Water Education Program Expands to More Schools

Education is a core part of the Land Alliance’s mission. It is integral to helping community members understand the benefits associated with the preservation of Long Island’s land and waters and the important role land conservation plays in ensuring a healthy quality of life.

With nearly 3 million residents in Nassau and Suffolk Counties completely dependent on groundwater for all their fresh water needs, water is one of our community’s most precious and most vulnerable resources. Many Long Islanders are unaware that the source of their drinking water is the aquifer under their feet or that nitrogen is the number one contaminant of our aquifer, harbors, bays, streams and rivers, the Long Island Sound and the Atlantic Ocean. The Long Island Water Education Program teaches students about Long Island’s water: from the sole source aquifer that provides our drinking water, to the streams, wetlands, bays and Sound that constitute our watershed and make Long Island such a desirable place to live. In the classroom and on our nature preserves, the program uses hands-on interactive lessons to demonstrate the connection between protecting land and water, and engages students in their stewardship.

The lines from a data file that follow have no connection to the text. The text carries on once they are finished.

use rust_decimal::Decimal;
use serde::{Deserialize, Serialize};

use crate::config::{BracketWidth, PayrollConfig};
use crate::engine::TaxEngine;
use crate::types::*;
use crate::TaxEngineResult;

// ---------------------------------------------------------------------------
// Types
// ---------------------------------------------------------------------------

/// Tax charged inside one bracket of the schedule.
#[derive(Debug, Clone, PartialEq, Serialize, Deserialize)]
pub struct BracketTax {
    /// 1-based position in the schedule
    pub bracket: usize,
    #[serde(with = "serde_yaml::with::singleton_map")]
    pub width: BracketWidth,
    pub rate: Percent,
    pub taxed_amount: Money,
    pub tax: Money,
}

#[derive(Debug, Clone, PartialEq, Serialize, Deserialize)]
pub struct PayrollTaxResult {
    pub gross_salary: Money,
    pub employee_ssnit: Money,
    pub employer_ssnit: Money,
    pub taxable_income: Money,
    pub paye_tax: Money,
    pub net_salary: Money,
    pub bracket_breakdown: Vec<BracketTax>,
}

impl PayrollTaxResult {
    /// Gross salary plus the employer's social security share.
    pub fn employer_cost(&self) -> Money {
        self.gross_salary + self.employer_ssnit
    }
}

#[derive(Debug, Clone, Serialize, Deserialize)]
pub struct PayrollInput {
    pub gross_salary: Money,
    #[serde(default, skip_serializing_if = "Option::is_none")]
    pub employee: Option<String>,
}

// ---------------------------------------------------------------------------
// Core calculation
// ---------------------------------------------------------------------------

/// Walk the graduated schedule in declared order, taxing at most each
/// bracket's width before spilling the rest into the next bracket.
pub fn graduated_tax(
    config: &PayrollConfig,
    taxable_income: Money,
) -> TaxEngineResult<(Money, Vec<BracketTax>)> {
    let mut remaining = taxable_income;
    let mut total = Decimal::ZERO;
    let mut breakdown = Vec::new();

    for (i, bracket) in config.brackets.iter().enumerate() {
        if remaining <= Decimal::ZERO {
            break;
        }
        let taxed_amount = bracket.width.take(remaining);
        let tax = percent_of("gross_salary", taxed_amount, bracket.rate)?;
        total = checked_sum("gross_salary", &[total, tax])?;
        remaining -= taxed_amount;
        breakdown.push(BracketTax {
            bracket: i + 1,
            width: bracket.width,
            rate: bracket.rate,
            taxed_amount,
            tax,
        });
    }

    Ok((total, breakdown))
}

/// SSNIT split, PAYE on income net of the employee's share, and net pay.
pub fn calculate_payroll_taxes(
    config: &PayrollConfig,
    gross_salary: Money,
) -> TaxEngineResult<PayrollTaxResult> {
    require_non_negative("gross_salary", gross_salary)?;

    let employee_ssnit = percent_of("gross_salary", gross_salary, config.employee_ssnit_rate)?;
    let employer_ssnit = percent_of("gross_salary", gross_salary, config.employer_ssnit_rate)?;
    // Keeps employer_cost() in range.
    checked_sum("gross_salary", &[gross_salary, employer_ssnit])?;
    let taxable_income = gross_salary - employee_ssnit;
    let (paye_tax, bracket_breakdown) = graduated_tax(config, taxable_income)?;

    Ok(PayrollTaxResult {
        gross_salary,
        employee_ssnit,
        employer_ssnit,
        taxable_income,
        paye_tax,
        net_salary: gross_salary - employee_ssnit - paye_tax,
        bracket_breakdown,
    })
}

pub fn compute_payroll(
    engine: &TaxEngine,
    input: &PayrollInput,
) -> TaxEngineResult<ComputationOutput<PayrollTaxResult>> {
    let config = &engine.config().payroll;
    let result = calculate_payroll_taxes(config, input.gross_salary)?;

    let mut warnings = Vec::new();
    if !input.gross_salary.is_zero() && result.taxable_income <= config.tax_free_threshold() {
        warnings.push(format!(
            "Taxable income {} falls entirely inside the tax-free band of {}; no PAYE due.",
            result.taxable_income,
            config.tax_free_threshold()
        ));
    }

    let assumptions = serde_json::json!({
        "employee": input.employee,
        "gross_salary": input.gross_salary.to_string(),
        "employee_ssnit_rate": config.employee_ssnit_rate.to_string(),
        "employer_ssnit_rate": config.employer_ssnit_rate.to_string(),
        "bracket_count": config.brackets.len(),
    });

    Ok(with_metadata(
        "Graduated PAYE on gross less employee SSNIT; brackets consumed in declared order",
        &assumptions,
        warnings,
        engine.jurisdiction(),
        result,
    ))
}

// ---------------------------------------------------------------------------
// Tests
// ---------------------------------------------------------------------------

Initiated in 2014 through a generous grant from the Bruderman Family, the Long Island Water Education Program has reached more than 1,000 students in 2015 from four school districts across the North and South Shores. The program – designed by Land Alliance Educator, Karen Mossey, in conjunction with two highly experienced retired teachers, Anne Codey and Eileen Rossi – is a three-lesson series for fourth, fifth and sixth graders that addresses a sampling of Common Core/NYS Education Department standards. Each lesson can be carried out individually and the program can be adapted for use with other grades or with after-school students. The Long Island Water Education Program has consistently received very favorable feedback from teachers. It is a model for other water education programs on Long Island. As the demand for the program has grown, additional sources of funding are needed to ensure that the growing number of schools who request access to the program can be accommodated.

Thanks to a generous $40,000 grant received from the New York State Conservation Partnership program, our Water Education Program will continue for two additional years. This fall we expanded to include Great Neck and Valley Stream School Districts in addition to the five with which we launched the program during the 2014/15 school year. We plan to add additional school districts next spring. The fall 2015 field trips have shown off Shore Road Sanctuary in full seasonal glory, as the photo above demonstrates, and engaged students in beach exploration, permeability testing and grassland investigation and stewardship activities. Karen Mossey has been assisted at these events by a crew of talented and dedicated volunteers: Anne Codey, Amanda Furcall, Kathy Hannigan, Harmoni Kelley and Eileen Rossi.